Realizei minhas tarefas diárias, comecei pelo quarto de hóspedes. Varri o piso de madeira, arrumei a cama perfeitamente e dobrei todas as roupas. Não demorou muito para que eu chegasse ao quarto de Charles. Era a oportunidade perfeita, podia esconder o bilhete com a descrição de minhas irmãs sem que ninguém visse. Não queria arriscar e acabar com mais tarefas extras impostas por Anna Taylor. Deixei o papel embaixo do travesseiro, meu coração batia rápido e minha respiração ficou ofegante quando ouvi passos no corredor.

Peguei a vassoura rapidamente e me apressei para sair de lá, já havia arrumado tudo e precisava ajudar Esther com o almoço. Assim que abri a porta do quarto, uma figura estava na minha frente, me encarando com as mãos na cintura. — Minha mãe está doente. — Isabelle disse, com uma expressão cansada. — Tenho ido visitá-la sempre que posso.

Respirei aliviada, conversamos sobre isso enquanto fazíamos nossa parte na cozinha. Dylan não teria nada contra ela, era uma ótima notícia. Quer dizer, apesar da doença de sua mãe. Grace entrou apressada no ambiente, apontou em minha direção me chamando algumas vezes. — Helene, querida, a Sra. Taylor quer que você pegue algumas flores para o arranjo de mesa. Tem uns crisântemos amarelos lindos na floresta, você se importa?

— Não Sra. Grace, já estou indo. — Pedi licença e me dirigi até a porta dos fundos da cozinha, era uma tarefa diferente, mas eu ficaria feliz em dar uma volta na floresta para pegar flores. O ar estava fresco, e a chuva da noite anterior havia deixado um aroma de terra molhada que eu adorava. Tive que andar um pouco até encontrar a espécie de flor que Grace havia dito, mas valeu a pena, eram lindas. Pequenas pétalas saíam do centro, totalizando milhares de tons de amarelo diferente, aproveitei para pegar algumas brancas também e as coloquei na cesta. Achei que era o suficiente quando escutei um barulho de algo de movendo na mata.

Fiquei em silêncio e imóvel. Meu coração batia tão rápido que eu pude sentir a pulsação em cada centímetro do meu corpo. Algo se movia no arbusto a minha frente, pensei que pudesse ser alguma espécie de cão selvagem, ou algum outro animal.

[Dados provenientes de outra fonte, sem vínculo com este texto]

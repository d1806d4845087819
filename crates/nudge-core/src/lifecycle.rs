//! Lifecycle Engine - the agreement state machine
//!
//! Status is never stored; the engine only mutates the accepted flags, the
//! outcome votes, and `ended_early_at`. Every action is a single atomic
//! read-modify-write against the store, which is what makes the consensus
//! decision safe under concurrent submissions from both sides.

use std::sync::Arc;

use chrono::Utc;
use tracing::{info, warn};

use nudge_store::AgreementStore;
use nudge_types::{Agreement, AgreementId, NudgeError, Outcome, Result, Side};

use crate::auth::SideAuthenticator;

/// An authenticated action submitted by one side
#[derive(Debug, Clone, Copy, PartialEq, Eq)]
pub enum AgreementAction {
    /// Agree to the terms. Idempotent: re-accepting is a no-op.
    Accept,
    /// Vote on whether the action occurred. A resubmission overwrites the
    /// previous vote; v1 deliberately does not lock votes in.
    Outcome(Outcome),
}

impl AgreementAction {
    /// Parse a raw action payload. Unknown kinds and unknown outcome values
    /// reject as invalid input before any state is touched.
    pub fn parse(kind: &str, value: Option<&str>) -> Result<AgreementAction> {
        match kind {
            "accept" => Ok(AgreementAction::Accept),
            "outcome" => {
                let value = value
                    .ok_or_else(|| NudgeError::invalid_input("value", "outcome requires a value"))?;
                let outcome = Outcome::parse(value).ok_or_else(|| {
                    NudgeError::invalid_input("value", "must be \"done\" or \"not_done\"")
                })?;
                Ok(AgreementAction::Outcome(outcome))
            }
            other => Err(NudgeError::invalid_input(
                "kind",
                format!("unknown action kind \"{other}\""),
            )),
        }
    }
}

/// Applies authenticated actions to agreements
pub struct LifecycleEngine {
    store: Arc<dyn AgreementStore>,
    auth: Arc<dyn SideAuthenticator>,
}

impl LifecycleEngine {
    pub fn new(store: Arc<dyn AgreementStore>, auth: Arc<dyn SideAuthenticator>) -> Self {
        Self { store, auth }
    }

    /// Submit an action against one agreement.
    ///
    /// Fails with `AgreementNotFound` for an unknown id and `Forbidden` when
    /// the token resolves to no side. Returns the agreement as it stands
    /// after the action.
    pub async fn submit(
        &self,
        id: &AgreementId,
        token: Option<&str>,
        action: AgreementAction,
    ) -> Result<Agreement> {
        // Tokens are immutable after creation, so resolving the side from a
        // point read cannot race the update below.
        let agreement = self.store.get(id).await?;
        let side = match self.auth.resolve(&agreement, token) {
            Some(side) => side,
            None => {
                warn!(agreement_id = %id, "action rejected: token resolves to no side");
                return Err(NudgeError::forbidden(id));
            }
        };

        match action {
            AgreementAction::Accept => self.accept(id, side).await,
            AgreementAction::Outcome(value) => self.vote(id, side, value).await,
        }
    }

    async fn accept(&self, id: &AgreementId, side: Side) -> Result<Agreement> {
        let updated = self
            .store
            .update(
                id,
                Box::new(move |a| {
                    a.set_accepted(side);
                    Ok(())
                }),
            )
            .await?;
        info!(agreement_id = %id, %side, "side accepted");
        Ok(updated)
    }

    async fn vote(&self, id: &AgreementId, side: Side, value: Outcome) -> Result<Agreement> {
        // Captured outside the closure; still >= created_at because creation
        // happened strictly earlier.
        let now = Utc::now();
        let updated = self
            .store
            .update(
                id,
                Box::new(move |a| {
                    a.set_outcome(side, value);
                    // Consensus check runs under the same entry lock as the
                    // vote write: concurrent double-"done" submissions each
                    // observe the final votes, and the `is_none` guard means
                    // exactly one of them sets the early end.
                    if a.both_done() && a.ended_early_at.is_none() {
                        a.ended_early_at = Some(now);
                    }
                    Ok(())
                }),
            )
            .await?;

        if updated.ended_early_at.is_some() {
            info!(agreement_id = %id, %side, %value, "vote recorded, consensus reached");
        } else {
            info!(agreement_id = %id, %side, %value, "vote recorded");
        }
        Ok(updated)
    }
}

Um vento bateu contra meu rosto, deixando mechas de meu cabelo balançando bem diante de mim. Estava com medo, ouvi um galho se quebrando, como se tivesse sido pisado. Minha respiração era escassa, e então eu notei algo estranho. A figura de um homem ficava mais nítida conforme o barulho se aproximava. Não era um animal, pensei, era alguém. Deixei a cesta de flores cair e dei alguns passos para trás, não sabia ao certo o que fazer.

Não podia ver seu rosto direito, mas notei que havia raiva em seus olhos, um pavor correu por todo meu corpo. Era isso, eu iria morrer. Só o que pude fazer em minha defesa foi correr.